+++ EXERCISE MATERIALS

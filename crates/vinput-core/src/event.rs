#![forbid(unsafe_code)]

//! Canonical key event types.
//!
//! Hosts deliver key events from very different sources: browser-style
//! key names (`"Tab"`, `"Enter"`, `"a"`), legacy numeric key codes, or a
//! terminal backend. All of them are normalized into [`KeyEvent`] before
//! reaching a session.
//!
//! # Design Notes
//!
//! - Shift+Tab arrives as [`KeyCode::BackTab`] from terminals but as
//!   `"Tab"` with a shift modifier from browsers; [`KeyEvent::is_tab`]
//!   treats both as Tab.
//! - `KeyEventKind` defaults to `Press` when not available from the host.
//! - `Modifiers` use bitflags for easy combination.

use std::fmt;

use bitflags::bitflags;
#[cfg(feature = "crossterm")]
use crossterm::event as cte;

/// A keyboard event.
#[derive(Debug, Clone, PartialEq, Eq)]
pub struct KeyEvent {
    /// The key code that was pressed.
    pub code: KeyCode,

    /// Modifier keys held during the event.
    pub modifiers: Modifiers,

    /// The type of key event (press, repeat, or release).
    pub kind: KeyEventKind,
}

impl KeyEvent {
    /// Create a new key event with default modifiers and Press kind.
    #[must_use]
    pub const fn new(code: KeyCode) -> Self {
        Self {
            code,
            modifiers: Modifiers::NONE,
            kind: KeyEventKind::Press,
        }
    }

    /// Build a key event from a browser-style key name.
    ///
    /// Returns `None` for names that do not map to a [`KeyCode`].
    #[must_use]
    pub fn from_key_name(name: &str) -> Option<Self> {
        KeyCode::from_key_name(name).map(Self::new)
    }

    /// Create a key event with modifiers.
    #[must_use]
    pub const fn with_modifiers(mut self, modifiers: Modifiers) -> Self {
        self.modifiers = modifiers;
        self
    }

    /// Create a key event with a specific kind.
    #[must_use]
    pub const fn with_kind(mut self, kind: KeyEventKind) -> Self {
        self.kind = kind;
        self
    }

    /// Check if this is a specific character key.
    #[must_use]
    pub fn is_char(&self, c: char) -> bool {
        matches!(self.code, KeyCode::Char(ch) if ch == c)
    }

    /// Tab or Shift+Tab.
    #[must_use]
    pub const fn is_tab(&self) -> bool {
        matches!(self.code, KeyCode::Tab | KeyCode::BackTab)
    }

    #[must_use]
    pub const fn is_enter(&self) -> bool {
        matches!(self.code, KeyCode::Enter)
    }

    #[must_use]
    pub const fn is_escape(&self) -> bool {
        matches!(self.code, KeyCode::Escape)
    }

    /// Check if Ctrl modifier is held.
    #[must_use]
    pub const fn ctrl(&self) -> bool {
        self.modifiers.contains(Modifiers::CTRL)
    }

    /// Check if Shift modifier is held.
    #[must_use]
    pub const fn shift(&self) -> bool {
        self.modifiers.contains(Modifiers::SHIFT)
    }

    /// Convert a Crossterm key event into a vinput [`KeyEvent`].
    #[must_use]
    #[cfg(feature = "crossterm")]
    pub fn from_crossterm(event: cte::KeyEvent) -> Option<Self> {
        map_key_event(event)
    }
}

impl From<KeyCode> for KeyEvent {
    fn from(code: KeyCode) -> Self {
        Self::new(code)
    }
}

/// Key codes for keyboard events.
#[derive(Debug, Clone, PartialEq, Eq, Hash)]
pub enum KeyCode {
    /// A regular character key.
    Char(char),

    /// Enter/Return key.
    Enter,

    /// Escape key.
    Escape,

    /// Backspace key.
    Backspace,

    /// Tab key.
    Tab,

    /// Shift+Tab (back-tab).
    BackTab,

    /// Delete key.
    Delete,

    /// Insert key.
    Insert,

    /// Home key.
    Home,

    /// End key.
    End,

    /// Page Up key.
    PageUp,

    /// Page Down key.
    PageDown,

    /// Up arrow key.
    Up,

    /// Down arrow key.
    Down,

    /// Left arrow key.
    Left,

    /// Right arrow key.
    Right,

    /// Function key (F1-F24).
    F(u8),

    /// Any other key, by its browser name (`"Shift"`, `"CapsLock"`,
    /// `"Dead"`, `"Unidentified"`, ...).
    Named(Box<str>),
}

impl KeyCode {
    /// Parse a browser-style key name (`KeyboardEvent.key`).
    ///
    /// Single characters map to [`KeyCode::Char`]; `"Esc"` is accepted as
    /// an alias emitted by older engines. Names without a dedicated variant
    /// are kept as [`KeyCode::Named`]. Only the empty name is rejected.
    #[must_use]
    pub fn from_key_name(name: &str) -> Option<Self> {
        let code = match name {
            "Enter" => Self::Enter,
            "Escape" | "Esc" => Self::Escape,
            "Backspace" => Self::Backspace,
            "Tab" => Self::Tab,
            "Delete" | "Del" => Self::Delete,
            "Insert" => Self::Insert,
            "Home" => Self::Home,
            "End" => Self::End,
            "PageUp" => Self::PageUp,
            "PageDown" => Self::PageDown,
            "ArrowUp" | "Up" => Self::Up,
            "ArrowDown" | "Down" => Self::Down,
            "ArrowLeft" | "Left" => Self::Left,
            "ArrowRight" | "Right" => Self::Right,
            _ => {
                let mut chars = name.chars();
                match (chars.next(), chars.next()) {
                    (None, _) => return None,
                    (Some(c), None) => Self::Char(c),
                    (Some('F'), Some(_)) => name[1..]
                        .parse()
                        .map_or_else(|_| Self::Named(name.into()), Self::F),
                    _ => Self::Named(name.into()),
                }
            }
        };
        Some(code)
    }

    /// Map a legacy `keyCode` value.
    ///
    /// Only the three codes that carry commit semantics are recognized.
    #[must_use]
    pub const fn from_legacy_code(code: u32) -> Option<Self> {
        match code {
            9 => Some(Self::Tab),
            13 => Some(Self::Enter),
            27 => Some(Self::Escape),
            _ => None,
        }
    }

    /// The browser-style name of this key.
    #[must_use]
    pub fn key_name(&self) -> String {
        match self {
            Self::Char(c) => c.to_string(),
            Self::Enter => "Enter".into(),
            Self::Escape => "Escape".into(),
            Self::Backspace => "Backspace".into(),
            Self::Tab | Self::BackTab => "Tab".into(),
            Self::Delete => "Delete".into(),
            Self::Insert => "Insert".into(),
            Self::Home => "Home".into(),
            Self::End => "End".into(),
            Self::PageUp => "PageUp".into(),
            Self::PageDown => "PageDown".into(),
            Self::Up => "ArrowUp".into(),
            Self::Down => "ArrowDown".into(),
            Self::Left => "ArrowLeft".into(),
            Self::Right => "ArrowRight".into(),
            Self::F(n) => format!("F{n}"),
            Self::Named(name) => name.to_string(),
        }
    }
}

impl fmt::Display for KeyCode {
    fn fmt(&self, f: &mut fmt::Formatter<'_>) -> fmt::Result {
        f.write_str(&self.key_name())
    }
}

/// The type of key event.
#[derive(Debug, Clone, Copy, PartialEq, Eq, Hash, Default)]
pub enum KeyEventKind {
    /// Key was pressed (default when not distinguishable).
    #[default]
    Press,

    /// Key is being held (repeat event).
    Repeat,

    /// Key was released.
    Release,
}

bitflags! {
    /// Modifier keys that can be held during a key event.
    #[derive(Debug, Clone, Copy, PartialEq, Eq, Hash)]
    pub struct Modifiers: u8 {
        /// No modifiers.
        const NONE  = 0b0000;
        /// Shift key.
        const SHIFT = 0b0001;
        /// Alt/Option key.
        const ALT   = 0b0010;
        /// Control key.
        const CTRL  = 0b0100;
        /// Super/Meta/Command key.
        const SUPER = 0b1000;
    }
}

impl Default for Modifiers {
    fn default() -> Self {
        Self::NONE
    }
}

#[cfg(feature = "crossterm")]
fn map_key_event(event: cte::KeyEvent) -> Option<KeyEvent> {
    let code = map_key_code(event.code)?;
    Some(KeyEvent {
        code,
        modifiers: map_modifiers(event.modifiers),
        kind: map_key_kind(event.kind),
    })
}

#[cfg(feature = "crossterm")]
fn map_key_kind(kind: cte::KeyEventKind) -> KeyEventKind {
    match kind {
        cte::KeyEventKind::Press => KeyEventKind::Press,
        cte::KeyEventKind::Repeat => KeyEventKind::Repeat,
        cte::KeyEventKind::Release => KeyEventKind::Release,
    }
}

#[cfg(feature = "crossterm")]
fn map_key_code(code: cte::KeyCode) -> Option<KeyCode> {
    match code {
        cte::KeyCode::Backspace => Some(KeyCode::Backspace),
        cte::KeyCode::Enter => Some(KeyCode::Enter),
        cte::KeyCode::Left => Some(KeyCode::Left),
        cte::KeyCode::Right => Some(KeyCode::Right),
        cte::KeyCode::Up => Some(KeyCode::Up),
        cte::KeyCode::Down => Some(KeyCode::Down),
        cte::KeyCode::Home => Some(KeyCode::Home),
        cte::KeyCode::End => Some(KeyCode::End),
        cte::KeyCode::PageUp => Some(KeyCode::PageUp),
        cte::KeyCode::PageDown => Some(KeyCode::PageDown),
        cte::KeyCode::Tab => Some(KeyCode::Tab),
        cte::KeyCode::BackTab => Some(KeyCode::BackTab),
        cte::KeyCode::Delete => Some(KeyCode::Delete),
        cte::KeyCode::Insert => Some(KeyCode::Insert),
        cte::KeyCode::F(n) => Some(KeyCode::F(n)),
        cte::KeyCode::Char(c) => Some(KeyCode::Char(c)),
        cte::KeyCode::Esc => Some(KeyCode::Escape),
        cte::KeyCode::CapsLock => Some(named("CapsLock")),
        cte::KeyCode::ScrollLock => Some(named("ScrollLock")),
        cte::KeyCode::NumLock => Some(named("NumLock")),
        cte::KeyCode::PrintScreen => Some(named("PrintScreen")),
        cte::KeyCode::Pause => Some(named("Pause")),
        cte::KeyCode::Menu => Some(named("ContextMenu")),
        cte::KeyCode::Modifier(modifier) => Some(named(modifier_key_name(modifier))),
        _ => None,
    }
}

#[cfg(feature = "crossterm")]
fn named(name: &str) -> KeyCode {
    KeyCode::Named(name.into())
}

#[cfg(feature = "crossterm")]
fn modifier_key_name(modifier: cte::ModifierKeyCode) -> &'static str {
    use cte::ModifierKeyCode as M;
    match modifier {
        M::LeftShift | M::RightShift => "Shift",
        M::LeftControl | M::RightControl => "Control",
        M::LeftAlt | M::RightAlt => "Alt",
        M::LeftSuper | M::RightSuper | M::LeftMeta | M::RightMeta => "Meta",
        M::LeftHyper | M::RightHyper => "Hyper",
        M::IsoLevel3Shift => "AltGraph",
        M::IsoLevel5Shift => "Unidentified",
    }
}

#[cfg(feature = "crossterm")]
fn map_modifiers(modifiers: cte::KeyModifiers) -> Modifiers {
    let mut mapped = Modifiers::NONE;
    if modifiers.contains(cte::KeyModifiers::SHIFT) {
        mapped |= Modifiers::SHIFT;
    }
    if modifiers.contains(cte::KeyModifiers::ALT) {
        mapped |= Modifiers::ALT;
    }
    if modifiers.contains(cte::KeyModifiers::CONTROL) {
        mapped |= Modifiers::CTRL;
    }
    if modifiers.intersects(
        cte::KeyModifiers::SUPER | cte::KeyModifiers::HYPER | cte::KeyModifiers::META,
    ) {
        mapped |= Modifiers::SUPER;
    }
    mapped
}

#[cfg(test)]
mod tests {
    use super::*;

    #[test]
    fn key_event_is_char() {
        let event = KeyEvent::new(KeyCode::Char('q'));
        assert!(event.is_char('q'));
        assert!(!event.is_char('x'));
    }

    #[test]
    fn key_event_kind() {
        let press = KeyEvent::new(KeyCode::Enter);
        assert_eq!(press.kind, KeyEventKind::Press);

        let release = press.with_kind(KeyEventKind::Release);
        assert_eq!(release.kind, KeyEventKind::Release);
    }

    #[test]
    fn back_tab_counts_as_tab() {
        assert!(KeyEvent::new(KeyCode::Tab).is_tab());
        assert!(KeyEvent::new(KeyCode::BackTab).is_tab());
        assert!(!KeyEvent::new(KeyCode::Enter).is_tab());
    }

    #[test]
    fn key_names_round_trip_for_commit_keys() {
        for name in ["Tab", "Enter", "Escape"] {
            let code = KeyCode::from_key_name(name).unwrap();
            assert_eq!(code.key_name(), name);
        }
    }

    #[test]
    fn key_name_parsing() {
        assert_eq!(KeyCode::from_key_name("a"), Some(KeyCode::Char('a')));
        assert_eq!(KeyCode::from_key_name("é"), Some(KeyCode::Char('é')));
        assert_eq!(KeyCode::from_key_name("Esc"), Some(KeyCode::Escape));
        assert_eq!(KeyCode::from_key_name("ArrowLeft"), Some(KeyCode::Left));
        assert_eq!(KeyCode::from_key_name("F12"), Some(KeyCode::F(12)));
        assert_eq!(KeyCode::from_key_name("Fx"), Some(KeyCode::Named("Fx".into())));
        assert_eq!(KeyCode::from_key_name(""), None);
    }

    #[test]
    fn keys_without_a_variant_keep_their_name() {
        for name in [
            "Shift",
            "Control",
            "Alt",
            "Meta",
            "CapsLock",
            "Dead",
            "Unidentified",
            "FnLock",
        ] {
            let code = KeyCode::from_key_name(name).unwrap();
            assert_eq!(code, KeyCode::Named(name.into()));
            assert_eq!(code.to_string(), name);
            assert!(!KeyEvent::new(code).is_tab());
        }
    }

    #[test]
    fn legacy_codes() {
        assert_eq!(KeyCode::from_legacy_code(9), Some(KeyCode::Tab));
        assert_eq!(KeyCode::from_legacy_code(13), Some(KeyCode::Enter));
        assert_eq!(KeyCode::from_legacy_code(27), Some(KeyCode::Escape));
        assert_eq!(KeyCode::from_legacy_code(65), None);
    }

    #[test]
    fn display_uses_key_name() {
        assert_eq!(KeyCode::BackTab.to_string(), "Tab");
        assert_eq!(KeyCode::Char('x').to_string(), "x");
        assert_eq!(KeyCode::F(3).to_string(), "F3");
    }

    #[test]
    fn modifiers_default_is_none() {
        assert_eq!(Modifiers::default(), Modifiers::NONE);
        let event = KeyEvent::new(KeyCode::Tab).with_modifiers(Modifiers::SHIFT);
        assert!(event.shift());
        assert!(!event.ctrl());
    }

    #[cfg(feature = "crossterm")]
    #[test]
    fn crossterm_esc_maps_to_escape() {
        let ct = cte::KeyEvent::new(cte::KeyCode::Esc, cte::KeyModifiers::NONE);
        let mapped = KeyEvent::from_crossterm(ct).unwrap();
        assert!(mapped.is_escape());
        assert_eq!(mapped.kind, KeyEventKind::Press);
    }

    #[cfg(feature = "crossterm")]
    #[test]
    fn crossterm_modifier_keys_map_to_names() {
        let ct = cte::KeyEvent::new(
            cte::KeyCode::Modifier(cte::ModifierKeyCode::RightShift),
            cte::KeyModifiers::SHIFT,
        );
        let mapped = KeyEvent::from_crossterm(ct).unwrap();
        assert_eq!(mapped.code, KeyCode::Named("Shift".into()));
        assert!(mapped.shift());
    }
}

++++++

Among the lines above, repeat exactly those from the line with "Convert a Crossterm" to the line with "pub enum KeyCode", counting both ends.

    /// Convert a Crossterm key event into a vinput [`KeyEvent`].
    #[must_use]
    #[cfg(feature = "crossterm")]
    pub fn from_crossterm(event: cte::KeyEvent) -> Option<Self> {
        map_key_event(event)
    }
}

impl From<KeyCode> for KeyEvent {
    fn from(code: KeyCode) -> Self {
        Self::new(code)
    }
}

/// Key codes for keyboard events.
#[derive(Debug, Clone, PartialEq, Eq, Hash)]
pub enum KeyCode {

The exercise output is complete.